O Gartner, líder mundial em pesquisa e aconselhamento para empresas, realizou uma consulta em setembro de 2020 com cerca de 200 profissionais de negócios e de tecnologia que indica que 24% das organizações aumentaram seus investimentos em aplicações relacionadas à Inteligência Artificial e 42% das empresas mantiveram seus projetos inalterados, mesmo depois do início da pandemia.
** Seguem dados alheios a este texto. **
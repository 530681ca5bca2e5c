//! In-process store used by tests.
//!
//! Applies the same write rules as the Postgres store: phase never
//! regresses, one-shot marks keep their first value, event records merge
//! on conflict.

use crate::domain::{Entity, EntityId, EventRecord, OneShot, PartitionId, PollMark, PollState};
use crate::engine::reconciler::merge_record;
use crate::engine::window::CandidateWindow;
use crate::error::Result;
use crate::store::{Candidate, EntityStore, EventRecordStore, PollStateStore};
use async_trait::async_trait;
use chrono::{DateTime, Utc};
use dashmap::DashMap;
use std::collections::BTreeMap;

#[derive(Debug, Default)]
pub struct MemoryStore {
    entities: DashMap<EntityId, Entity>,
    poll_states: DashMap<EntityId, PollState>,
    records: DashMap<EntityId, BTreeMap<String, EventRecord>>,
}

impl MemoryStore {
    pub fn new() -> Self {
        Self::default()
    }

    /// Seed an entity directly, bypassing phase rules.
    pub fn insert_entity(&self, entity: Entity) {
        self.entities.insert(entity.id, entity);
    }

    pub fn poll_state(&self, id: EntityId) -> Option<PollState> {
        self.poll_states.get(&id).map(|p| p.clone())
    }

    /// Records of an entity ordered by their sort key.
    pub fn records_of(&self, id: EntityId) -> Vec<EventRecord> {
        let mut records: Vec<EventRecord> = self
            .records
            .get(&id)
            .map(|m| m.values().cloned().collect())
            .unwrap_or_default();
        records.sort_by_key(|r| r.order);
        records
    }
}

#[async_trait]
impl EntityStore for MemoryStore {
    async fn get_entity(&self, id: EntityId) -> Result<Option<Entity>> {
        Ok(self.entities.get(&id).map(|e| e.clone()))
    }

    async fn upsert_entity(&self, entity: &Entity) -> Result<Entity> {
        let mut slot = self
            .entities
            .entry(entity.id)
            .or_insert_with(|| entity.clone());
        let phase = slot.phase.advance(entity.phase);
        let phase_code = if entity.phase < slot.phase {
            slot.phase_code.clone()
        } else {
            entity.phase_code.clone()
        };
        *slot = Entity {
            phase,
            phase_code,
            ..entity.clone()
        };
        Ok(slot.clone())
    }

    async fn select_candidates(&self, window: &CandidateWindow) -> Result<Vec<Candidate>> {
        let mut candidates: Vec<Candidate> = self
            .entities
            .iter()
            .filter_map(|e| {
                let poll = self.poll_states.get(e.key()).map(|p| p.clone());
                window.admits(e.value(), poll.as_ref()).then(|| Candidate {
                    entity: e.value().clone(),
                    poll,
                })
            })
            .collect();
        candidates.sort_by_key(|c| (c.entity.scheduled_start, c.entity.id));
        candidates.truncate(window.limit.max(0) as usize);
        Ok(candidates)
    }

    async fn entities_started_between(
        &self,
        partitions: &[PartitionId],
        since: DateTime<Utc>,
        until: DateTime<Utc>,
        limit: i64,
    ) -> Result<Vec<Entity>> {
        let mut found: Vec<Entity> = self
            .entities
            .iter()
            .filter(|e| {
                partitions.contains(&e.partition_id)
                    && e.scheduled_start >= since
                    && e.scheduled_start <= until
            })
            .map(|e| e.value().clone())
            .collect();
        found.sort_by_key(|e| (e.scheduled_start, e.id));
        found.truncate(limit.max(0) as usize);
        Ok(found)
    }
}

#[async_trait]
impl PollStateStore for MemoryStore {
    async fn get_or_create(&self, id: EntityId, now: DateTime<Utc>) -> Result<PollState> {
        Ok(self
            .poll_states
            .entry(id)
            .or_insert_with(|| PollState::new(id, now))
            .clone())
    }

    async fn mark(&self, id: EntityId, mark: PollMark, now: DateTime<Utc>) -> Result<PollState> {
        let mut state = self
            .poll_states
            .entry(id)
            .or_insert_with(|| PollState::new(id, now));
        state.apply(mark, now);
        Ok(state.clone())
    }

    async fn clear_marks(
        &self,
        id: EntityId,
        actions: &[OneShot],
        now: DateTime<Utc>,
    ) -> Result<Option<PollState>> {
        Ok(self.poll_states.get_mut(&id).map(|mut state| {
            for action in actions {
                state.clear(*action, now);
            }
            state.clone()
        }))
    }
}

#[async_trait]
impl EventRecordStore for MemoryStore {
    async fn list_records(&self, entity_id: EntityId) -> Result<Vec<EventRecord>> {
        Ok(self.records_of(entity_id))
    }

    async fn upsert_record(&self, record: &EventRecord) -> Result<()> {
        let mut records = self.records.entry(record.entity_id).or_default();
        let merged = match records.get(&record.fingerprint) {
            Some(existing) => merge_record(existing, record, record.updated_at),
            None => record.clone(),
        };
        records.insert(record.fingerprint.clone(), merged);
        Ok(())
    }

    async fn delete_records(&self, entity_id: EntityId, fingerprints: &[String]) -> Result<u64> {
        let Some(mut records) = self.records.get_mut(&entity_id) else {
            return Ok(0);
        };
        let before = records.len();
        records.retain(|fp, _| !fingerprints.contains(fp));
        Ok((before - records.len()) as u64)
    }
}
//! Server module for building the property HTTP application
//!
//! This module provides a `ServerBuilder` that registers:
//! - CRUD and listing routes for `/properties`
//! - Health check routes
//! - Tracing, CORS and panic-to-problem middleware

pub mod builder;
pub mod handlers;
pub mod router;

pub use builder::ServerBuilder;
pub use handlers::AppState;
Já 75% dos entrevistados afirmam que continuarão ou iniciarão novas iniciativas de Inteligência Artificial à medida que ocorra uma retomada pós-pandemia em suas organizações.

De acordo com a mesma pesquisa, 79% dos entrevistados disseram que suas organizações estavam explorando ou testando projetos de Inteligência Artificial, enquanto apenas 21% afirmaram que suas iniciativas relacionadas à área já estavam em produção.

Agilidade, mudança cultural e ganhos financeiros

A transformação digital no RH integra todas as ações do Departamento, usando tecnologias disponíveis para compartilhamentos online e análises de métricas em tempo real.

Em posse das informações adequadas é possível identificar insatisfações e abrir um diálogo com os colaboradores insatisfeitos ou desajustados com as políticas corporativas. Os líderes podem compreender exatamente o que acontece em suas áreas, podendo criar estratégias e planos de ação para resolver os problemas.

A automação nas funções mais mecânicas, além de agilizar os trâmites, permitirá que os funcionários do Departamento possam ter suas mentes livres para focar em projetos mais criativos. A tecnologia permite à empresa um aumento na agilidade, reduz os erros  e, por consequência, aumenta a competitividade no mercado.

Mas esse RH digital deve ir além de incorporar ferramentas tecnológicas: ele é responsável pela construção de uma cultura organizacional com foco na revolução do comportamento. O Departamento deve combinar estratégia, informação e conhecimento para melhorar a qualidade de vida e a satisfação de todos os envolvidos no processo. 

Em síntese, o mercado cada vez mais demanda respostas rápidas das corporações, fundamentalmente, quando o tema é gestão de pessoas, pois em um cenário de incerteza e mudança das relações de trabalho, é essencial preciso encontrar, estimular, treinar e reter talentos para enfrentar os novos desafios da atualidade.